Work to be completed
Look through the listing below and write out exactly the lines from the line with "use std::ops::BitAnd;" to the line with "pub trait SoftDeletable: Queryable", both included, and no others.
══════════════════════════════
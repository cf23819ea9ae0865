use crate::persistence::{
    check_preconditions, Collection, Mutation, MutationKind, Persistence, StoredRecord,
};
use crate::StoreError;
use std::collections::BTreeMap;
use std::sync::atomic::{AtomicUsize, Ordering};
use std::sync::RwLock;
use tracing::debug;

type Key = (Collection, String);

/// In-process store. Batches are applied under a single write lock after
/// all preconditions pass, so they are atomic by construction.
#[derive(Default)]
pub struct MemoryStore {
    records: RwLock<BTreeMap<Key, (u64, serde_json::Value)>>,
    injected_failures: AtomicUsize,
    commits: AtomicUsize,
}

impl MemoryStore {
    pub fn new() -> Self {
        Self::default()
    }

    /// Make the next `n` batches fail before anything is applied.
    pub fn fail_next_commits(&self, n: usize) {
        self.injected_failures.store(n, Ordering::SeqCst);
    }

    /// Number of batches successfully applied so far.
    pub fn commit_count(&self) -> usize {
        self.commits.load(Ordering::SeqCst)
    }

    fn poisoned() -> StoreError {
        StoreError::LockFailed("memory store lock poisoned".to_owned())
    }
}

impl Persistence for MemoryStore {
    fn load(&self, collection: Collection, id: &str) -> Result<Option<StoredRecord>, StoreError> {
        let records = self.records.read().map_err(|_| Self::poisoned())?;
        Ok(records
            .get(&(collection, id.to_owned()))
            .map(|(revision, body)| StoredRecord {
                id: id.to_owned(),
                revision: *revision,
                body: body.clone(),
            }))
    }

    fn scan(&self, collection: Collection) -> Result<Vec<StoredRecord>, StoreError> {
        let records = self.records.read().map_err(|_| Self::poisoned())?;
        Ok(records
            .range((collection, String::new())..)
            .take_while(|((c, _), _)| *c == collection)
            .map(|((_, id), (revision, body))| StoredRecord {
                id: id.clone(),
                revision: *revision,
                body: body.clone(),
            })
            .collect())
    }

    fn apply(&self, label: &str, batch: &[Mutation]) -> Result<(), StoreError> {
        let mut records = self.records.write().map_err(|_| Self::poisoned())?;

        let pending = self.injected_failures.load(Ordering::SeqCst);
        if pending > 0 {
            self.injected_failures.store(pending - 1, Ordering::SeqCst);
            return Err(StoreError::Injected(format!("commit '{label}'")));
        }

        check_preconditions(batch, |collection, id| {
            Ok(records.get(&(collection, id.to_owned())).map(|(rev, _)| *rev))
        })?;

        for m in batch {
            let key = (m.collection, m.id.clone());
            match &m.kind {
                MutationKind::Put(body) => {
                    let revision = records.get(&key).map_or(1, |(rev, _)| rev + 1);
                    records.insert(key, (revision, body.clone()));
                }
                MutationKind::Remove => {
                    records.remove(&key);
                }
            }
        }
        self.commits.fetch_add(1, Ordering::SeqCst);
        debug!("committed '{label}': {} records", batch.len());
        Ok(())
    }
}
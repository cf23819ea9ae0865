//! Composable, side-effect-free entity predicates.
//!
//! A [`Specification`] is a flat conjunction of leaf [`Criterion`]s over the
//! fields an entity exposes through [`Queryable`]. Combining two
//! specifications concatenates their criteria into a new value, so `and` is
//! associative by construction and never mutates its operands. The same
//! evaluation semantics apply to every caller: cleanup jobs, admin filters,
//! and the reservation engine's own candidate selection.

use crate::value::{Value, ValueKind};
use chrono::{DateTime, Utc};
use std::fmt;
use std::ops::BitAnd;

/// A closed set of named fields belonging to one entity type.
pub trait Field: Copy + Eq + fmt::Debug + fmt::Display + 'static {
    /// Kind of the non-null values this field produces.
    fn kind(self) -> ValueKind;

    /// Whether the field can be null.
    fn nullable(self) -> bool {
        false
    }
}

/// An entity whose fields can be inspected by a [`Specification`].
pub trait Queryable {
    type Field: Field;

    fn value(&self, field: Self::Field) -> Value;
}

/// An entity carrying a deleted-at marker.
pub trait SoftDeletable: Queryable {
    /// The field holding the deleted-at marker.
    const DELETED_AT: Self::Field;

    fn deleted_at(&self) -> Option<DateTime<Utc>>;

    fn mark_deleted(&mut self, at: DateTime<Utc>);

    fn is_deleted(&self) -> bool {
        self.deleted_at().is_some()
    }
}

/// Leaf comparison applied to a single field value.
#[derive(Debug, Clone, PartialEq, Eq)]
pub enum Comparison {
    Equals(Value),
    Before(DateTime<Utc>),
    After(DateTime<Utc>),
    IsNull,
    IsNotNull,
}

impl Comparison {
    fn holds(&self, value: &Value) -> bool {
        match self {
            Comparison::Equals(expected) => value == expected,
            Comparison::Before(cutoff) => value.as_timestamp().is_some_and(|t| t < *cutoff),
            Comparison::After(cutoff) => value.as_timestamp().is_some_and(|t| t > *cutoff),
            Comparison::IsNull => value.is_null(),
            Comparison::IsNotNull => !value.is_null(),
        }
    }
}

/// One leaf of a specification: `field <comparison>`.
#[derive(Debug, Clone, PartialEq, Eq)]
pub struct Criterion<F> {
    pub field: F,
    pub comparison: Comparison,
}

impl<F: Field> fmt::Display for Criterion<F> {
    fn fmt(&self, f: &mut fmt::Formatter<'_>) -> fmt::Result {
        match &self.comparison {
            Comparison::Equals(v) => write!(f, "{} = {v}", self.field),
            Comparison::Before(t) => write!(f, "{} < {}", self.field, t.to_rfc3339()),
            Comparison::After(t) => write!(f, "{} > {}", self.field, t.to_rfc3339()),
            Comparison::IsNull => write!(f, "{} IS NULL", self.field),
            Comparison::IsNotNull => write!(f, "{} IS NOT NULL", self.field),
        }
    }
}

/// An immutable predicate over `T`.
pub struct Specification<T: Queryable> {
    name: Option<String>,
    criteria: Vec<Criterion<T::Field>>,
}

impl<T: Queryable> Specification<T> {
    /// The specification every entity satisfies; identity of [`and`](Self::and).
    pub fn all() -> Self {
        Self {
            name: None,
            criteria: Vec::new(),
        }
    }

    fn leaf(field: T::Field, comparison: Comparison) -> Self {
        Self {
            name: None,
            criteria: vec![Criterion { field, comparison }],
        }
    }

    /// `field = value`.
    pub fn field_eq(field: T::Field, value: impl Into<Value>) -> Self {
        let value = value.into();
        debug_assert_eq!(
            value.kind(),
            Some(field.kind()),
            "value {value} does not fit field {field}"
        );
        Self::leaf(field, Comparison::Equals(value))
    }

    /// `field < cutoff`; null values never match.
    pub fn field_before(field: T::Field, cutoff: DateTime<Utc>) -> Self {
        debug_assert_eq!(field.kind(), ValueKind::Timestamp, "{field} is not a timestamp");
        Self::leaf(field, Comparison::Before(cutoff))
    }

    /// `field > cutoff`; null values never match.
    pub fn field_after(field: T::Field, cutoff: DateTime<Utc>) -> Self {
        debug_assert_eq!(field.kind(), ValueKind::Timestamp, "{field} is not a timestamp");
        Self::leaf(field, Comparison::After(cutoff))
    }

    pub fn field_is_null(field: T::Field) -> Self {
        debug_assert!(field.nullable(), "{field} is never null");
        Self::leaf(field, Comparison::IsNull)
    }

    pub fn field_is_not_null(field: T::Field) -> Self {
        debug_assert!(field.nullable(), "{field} is never null");
        Self::leaf(field, Comparison::IsNotNull)
    }

    /// Label this specification for logs and reports.
    #[must_use]
    pub fn named(mut self, name: impl Into<String>) -> Self {
        self.name = Some(name.into());
        self
    }

    /// Conjunction of `self` and `other` as a new specification.
    #[must_use]
    pub fn and(&self, other: &Self) -> Self {
        let mut criteria = Vec::with_capacity(self.criteria.len() + other.criteria.len());
        criteria.extend(self.criteria.iter().cloned());
        criteria.extend(other.criteria.iter().cloned());
        let name = match (&self.name, &other.name) {
            (Some(a), Some(b)) => Some(format!("{a} and {b}")),
            _ => None,
        };
        Self { name, criteria }
    }

    pub fn matches(&self, entity: &T) -> bool {
        self.criteria
            .iter()
            .all(|c| c.comparison.holds(&entity.value(c.field)))
    }

    /// Keep the entities that satisfy this specification, preserving order.
    pub fn select(&self, entities: impl IntoIterator<Item = T>) -> Vec<T> {
        entities.into_iter().filter(|e| self.matches(e)).collect()
    }

    pub fn name(&self) -> Option<&str> {
        self.name.as_deref()
    }

    pub fn criteria(&self) -> &[Criterion<T::Field>] {
        &self.criteria
    }

    /// Render the criteria, e.g. `email_confirmed = false AND deleted_at IS NULL`.
    pub fn describe(&self) -> String {
        if self.criteria.is_empty() {
            return "TRUE".to_owned();
        }
        self.criteria
            .iter()
            .map(ToString::to_string)
            .collect::<Vec<_>>()
            .join(" AND ")
    }
}

impl<T: SoftDeletable> Specification<T> {
    /// Entities without a deleted-at marker.
    pub fn not_deleted() -> Self {
        Self::field_is_null(T::DELETED_AT).named("not deleted")
    }
}

impl<T: Queryable> Clone for Specification<T> {
    fn clone(&self) -> Self {
        Self {
            name: self.name.clone(),
            criteria: self.criteria.clone(),
        }
    }
}

impl<T: Queryable> Default for Specification<T> {
    fn default() -> Self {
        Self::all()
    }
}

impl<T: Queryable> fmt::Debug for Specification<T> {
    fn fmt(&self, f: &mut fmt::Formatter<'_>) -> fmt::Result {
        f.debug_struct("Specification")
            .field("name", &self.name)
            .field("criteria", &self.describe())
            .finish()
    }
}

impl<T: Queryable> fmt::Display for Specification<T> {
    fn fmt(&self, f: &mut fmt::Formatter<'_>) -> fmt::Result {
        match &self.name {
            Some(name) => write!(f, "{name} ({})", self.describe()),
            None => f.write_str(&self.describe()),
        }
    }
}

impl<T: Queryable> BitAnd for Specification<T> {
    type Output = Specification<T>;

    fn bitand(self, rhs: Self) -> Self::Output {
        self.and(&rhs)
    }
}

impl<T: Queryable> BitAnd for &Specification<T> {
    type Output = Specification<T>;

    fn bitand(self, rhs: Self) -> Self::Output {
        self.and(rhs)
    }
}
use crate::concurrency::{KeyGuard, KeyedLocks};
use crate::CoreError;
use chrono::Utc;
use serde::Serialize;
use slotkeeper_schema::{CapacityEntry, Occurrence, OccurrenceId};
use slotkeeper_store::{Collection, Expected, Persistence, Repository, UnitOfWork, Versioned};
use std::sync::Arc;
use tracing::{debug, warn};

/// Capacity figures of one occurrence.
#[derive(Debug, Clone, Copy, PartialEq, Eq, Serialize)]
pub struct Usage {
    pub used: u32,
    pub maximum: u32,
}

impl Usage {
    pub fn remaining(self) -> u32 {
        self.maximum.saturating_sub(self.used)
    }

    pub fn is_full(self) -> bool {
        self.used >= self.maximum
    }
}

/// The only writer of used capacity.
///
/// Admission for one occurrence is serialized by a key lock held across the
/// whole read, decide and commit window. The ledger record is written back
/// with a revision precondition, so a second process sharing the store loses
/// the race with a conflict instead of overwriting.
pub struct CapacityLedger {
    backend: Arc<dyn Persistence>,
    entries: Repository<CapacityEntry>,
    occurrences: Repository<Occurrence>,
    locks: KeyedLocks,
}

impl CapacityLedger {
    pub fn new(backend: Arc<dyn Persistence>) -> Self {
        Self {
            entries: Repository::new(Arc::clone(&backend)),
            occurrences: Repository::new(Arc::clone(&backend)),
            backend,
            locks: KeyedLocks::new(),
        }
    }

    fn load_occurrence(&self, id: &OccurrenceId) -> Result<Versioned<Occurrence>, CoreError> {
        self.occurrences
            .find(id.as_str())?
            .ok_or_else(|| CoreError::NotFound {
                collection: Collection::Occurrences,
                id: id.to_string(),
            })
    }

    fn load_entry(&self, id: &OccurrenceId) -> Result<(CapacityEntry, Expected), CoreError> {
        Ok(match self.entries.find(id.as_str())? {
            Some(v) => {
                let expected = v.expected();
                (v.entity, expected)
            }
            None => (CapacityEntry::empty(id.clone()), Expected::Absent),
        })
    }

    /// Current usage, read without taking the key lock.
    pub fn usage(&self, id: &OccurrenceId) -> Result<Usage, CoreError> {
        let occurrence = self.load_occurrence(id)?;
        let (entry, _) = self.load_entry(id)?;
        Ok(Usage {
            used: entry.used_capacity,
            maximum: occurrence.entity.maximum_capacity,
        })
    }

    /// Take the occurrence's key lock and read its ledger entry.
    ///
    /// Everything staged through the guard must be committed before it is
    /// dropped.
    pub fn guard(&self, id: &OccurrenceId) -> Result<LedgerGuard<'_>, CoreError> {
        let key = self.locks.lock(id.as_str());
        let occurrence = self.load_occurrence(id)?.entity;
        let (entry, expected) = self.load_entry(id)?;
        Ok(LedgerGuard {
            _key: key,
            entries: &self.entries,
            occurrence,
            entry,
            expected,
        })
    }

    /// Admit `amount` in a commit of its own. Returns false if it does not fit.
    pub fn try_admit(&self, id: &OccurrenceId, amount: u32) -> Result<bool, CoreError> {
        let mut guard = self.guard(id)?;
        let mut uow = UnitOfWork::new(Arc::clone(&self.backend), "admit");
        if !guard.try_admit(&mut uow, amount)? {
            return Ok(false);
        }
        uow.commit()?;
        Ok(true)
    }

    /// Release `amount` in a commit of its own.
    pub fn release(&self, id: &OccurrenceId, amount: u32) -> Result<(), CoreError> {
        let mut guard = self.guard(id)?;
        let mut uow = UnitOfWork::new(Arc::clone(&self.backend), "release");
        guard.release(&mut uow, amount)?;
        uow.commit()?;
        Ok(())
    }
}

/// Exclusive access to one occurrence's capacity until dropped.
pub struct LedgerGuard<'a> {
    _key: KeyGuard<'a>,
    entries: &'a Repository<CapacityEntry>,
    occurrence: Occurrence,
    entry: CapacityEntry,
    expected: Expected,
}

impl LedgerGuard<'_> {
    pub fn occurrence(&self) -> &Occurrence {
        &self.occurrence
    }

    pub fn usage(&self) -> Usage {
        Usage {
            used: self.entry.used_capacity,
            maximum: self.occurrence.maximum_capacity,
        }
    }

    fn stage(&mut self, uow: &mut UnitOfWork) -> Result<(), CoreError> {
        self.entry.updated_at = Utc::now();
        self.entries.save(uow, &self.entry, self.expected)?;
        Ok(())
    }

    /// Stage `used += amount` if it stays within the maximum.
    ///
    /// Returns `Ok(false)` and stages nothing when it would not fit.
    pub fn try_admit(&mut self, uow: &mut UnitOfWork, amount: u32) -> Result<bool, CoreError> {
        if self.occurrence.deleted_at.is_some() {
            return Err(CoreError::NotFound {
                collection: Collection::Occurrences,
                id: self.occurrence.id.to_string(),
            });
        }
        if self.occurrence.pending {
            return Err(CoreError::OccurrenceNotApproved(self.occurrence.id.clone()));
        }
        let usage = self.usage();
        if amount > usage.remaining() {
            debug!(
                "admission refused on {}: requested {amount}, remaining {}",
                self.occurrence.id,
                usage.remaining()
            );
            return Ok(false);
        }
        self.entry.used_capacity = usage.used + amount;
        self.stage(uow)?;
        Ok(true)
    }

    /// Stage `used -= amount`, floored at zero.
    pub fn release(&mut self, uow: &mut UnitOfWork, amount: u32) -> Result<(), CoreError> {
        let used = self.entry.used_capacity;
        if amount > used {
            warn!(
                "ledger underflow on {}: releasing {amount} with only {used} used",
                self.occurrence.id
            );
        }
        self.entry.used_capacity = used.saturating_sub(amount);
        self.stage(uow)
    }
}
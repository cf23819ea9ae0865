use crate::spec::{Field, Queryable, SoftDeletable, Specification};
use crate::types::{OccurrenceId, ReservationId, UserId};
use crate::value::{Value, ValueKind};
use chrono::{DateTime, Utc};
use serde::{Deserialize, Serialize};
use std::fmt;
use std::str::FromStr;

#[derive(Debug, Clone, Copy, Serialize, Deserialize, PartialEq, Eq, Hash)]
pub enum ReservationState {
    Pending,
    Confirmed,
    Completed,
    Cancelled,
}

impl ReservationState {
    pub const ALL: [ReservationState; 4] = [
        ReservationState::Pending,
        ReservationState::Confirmed,
        ReservationState::Completed,
        ReservationState::Cancelled,
    ];

    /// The transition table. Completed and Cancelled are terminal.
    pub fn can_transition_to(self, to: ReservationState) -> bool {
        matches!(
            (self, to),
            (
                ReservationState::Pending,
                ReservationState::Confirmed | ReservationState::Cancelled
            ) | (
                ReservationState::Confirmed,
                ReservationState::Completed | ReservationState::Cancelled
            )
        )
    }

    /// Whether a reservation in this state may be permanently removed.
    pub fn is_retired(self) -> bool {
        matches!(
            self,
            ReservationState::Completed | ReservationState::Cancelled
        )
    }

    /// Whether this state holds admitted capacity in the ledger.
    pub fn holds_capacity(self) -> bool {
        matches!(
            self,
            ReservationState::Confirmed | ReservationState::Completed
        )
    }
}

impl fmt::Display for ReservationState {
    fn fmt(&self, f: &mut fmt::Formatter<'_>) -> fmt::Result {
        match self {
            ReservationState::Pending => write!(f, "pending"),
            ReservationState::Confirmed => write!(f, "confirmed"),
            ReservationState::Completed => write!(f, "completed"),
            ReservationState::Cancelled => write!(f, "cancelled"),
        }
    }
}

impl FromStr for ReservationState {
    type Err = String;

    fn from_str(s: &str) -> Result<Self, Self::Err> {
        match s {
            "Pending" | "pending" => Ok(ReservationState::Pending),
            "Confirmed" | "confirmed" => Ok(ReservationState::Confirmed),
            "Completed" | "completed" => Ok(ReservationState::Completed),
            "Cancelled" | "cancelled" | "canceled" => Ok(ReservationState::Cancelled),
            other => Err(format!("unknown reservation state '{other}'")),
        }
    }
}

/// A booking of `amount` places on one occurrence.
#[derive(Debug, Clone, PartialEq, Eq, Serialize, Deserialize)]
pub struct Reservation {
    pub id: ReservationId,
    pub user_id: UserId,
    pub occurrence_id: OccurrenceId,
    /// Number of children booked; always at least one.
    pub amount: u32,
    #[serde(default)]
    pub comment: String,
    pub state: ReservationState,
    pub created_at: DateTime<Utc>,
    pub updated_at: DateTime<Utc>,
    #[serde(default)]
    pub deleted_at: Option<DateTime<Utc>>,
}

impl Reservation {
    /// A fresh Pending reservation. Amount validation is the caller's job.
    pub fn pending(
        user_id: UserId,
        occurrence_id: OccurrenceId,
        amount: u32,
        comment: &str,
        now: DateTime<Utc>,
    ) -> Self {
        Self {
            id: ReservationId::generate(),
            user_id,
            occurrence_id,
            amount,
            comment: comment.trim().to_owned(),
            state: ReservationState::Pending,
            created_at: now,
            updated_at: now,
            deleted_at: None,
        }
    }
}

#[derive(Debug, Clone, Copy, PartialEq, Eq)]
pub enum ReservationField {
    Id,
    UserId,
    OccurrenceId,
    Amount,
    State,
    CreatedAt,
    UpdatedAt,
    DeletedAt,
}

impl fmt::Display for ReservationField {
    fn fmt(&self, f: &mut fmt::Formatter<'_>) -> fmt::Result {
        match self {
            ReservationField::Id => write!(f, "id"),
            ReservationField::UserId => write!(f, "user_id"),
            ReservationField::OccurrenceId => write!(f, "occurrence_id"),
            ReservationField::Amount => write!(f, "amount"),
            ReservationField::State => write!(f, "state"),
            ReservationField::CreatedAt => write!(f, "created_at"),
            ReservationField::UpdatedAt => write!(f, "updated_at"),
            ReservationField::DeletedAt => write!(f, "deleted_at"),
        }
    }
}

impl Field for ReservationField {
    fn kind(self) -> ValueKind {
        match self {
            ReservationField::Id
            | ReservationField::UserId
            | ReservationField::OccurrenceId
            | ReservationField::State => ValueKind::Text,
            ReservationField::Amount => ValueKind::Int,
            ReservationField::CreatedAt
            | ReservationField::UpdatedAt
            | ReservationField::DeletedAt => ValueKind::Timestamp,
        }
    }

    fn nullable(self) -> bool {
        self == ReservationField::DeletedAt
    }
}

impl Queryable for Reservation {
    type Field = ReservationField;

    fn value(&self, field: ReservationField) -> Value {
        match field {
            ReservationField::Id => (&self.id).into(),
            ReservationField::UserId => (&self.user_id).into(),
            ReservationField::OccurrenceId => (&self.occurrence_id).into(),
            ReservationField::Amount => self.amount.into(),
            ReservationField::State => self.state.to_string().into(),
            ReservationField::CreatedAt => self.created_at.into(),
            ReservationField::UpdatedAt => self.updated_at.into(),
            ReservationField::DeletedAt => self.deleted_at.into(),
        }
    }
}

impl SoftDeletable for Reservation {
    const DELETED_AT: ReservationField = ReservationField::DeletedAt;

    fn deleted_at(&self) -> Option<DateTime<Utc>> {
        self.deleted_at
    }

    fn mark_deleted(&mut self, at: DateTime<Utc>) {
        self.deleted_at = Some(at);
    }
}

pub fn for_occurrence(occurrence_id: &OccurrenceId) -> Specification<Reservation> {
    Specification::field_eq(ReservationField::OccurrenceId, occurrence_id)
}

pub fn for_user(user_id: &UserId) -> Specification<Reservation> {
    Specification::field_eq(ReservationField::UserId, user_id)
}

pub fn in_state(state: ReservationState) -> Specification<Reservation> {
    Specification::field_eq(ReservationField::State, state.to_string()).named(state.to_string())
}

pub fn created_before(cutoff: DateTime<Utc>) -> Specification<Reservation> {
    Specification::field_before(ReservationField::CreatedAt, cutoff)
}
══════════════════════════════
Answer box
use std::ops::BitAnd;

/// A closed set of named fields belonging to one entity type.
pub trait Field: Copy + Eq + fmt::Debug + fmt::Display + 'static {
    /// Kind of the non-null values this field produces.
    fn kind(self) -> ValueKind;

    /// Whether the field can be null.
    fn nullable(self) -> bool {
        false
    }
}

/// An entity whose fields can be inspected by a [`Specification`].
pub trait Queryable {
    type Field: Field;

    fn value(&self, field: Self::Field) -> Value;
}

/// An entity carrying a deleted-at marker.
pub trait SoftDeletable: Queryable {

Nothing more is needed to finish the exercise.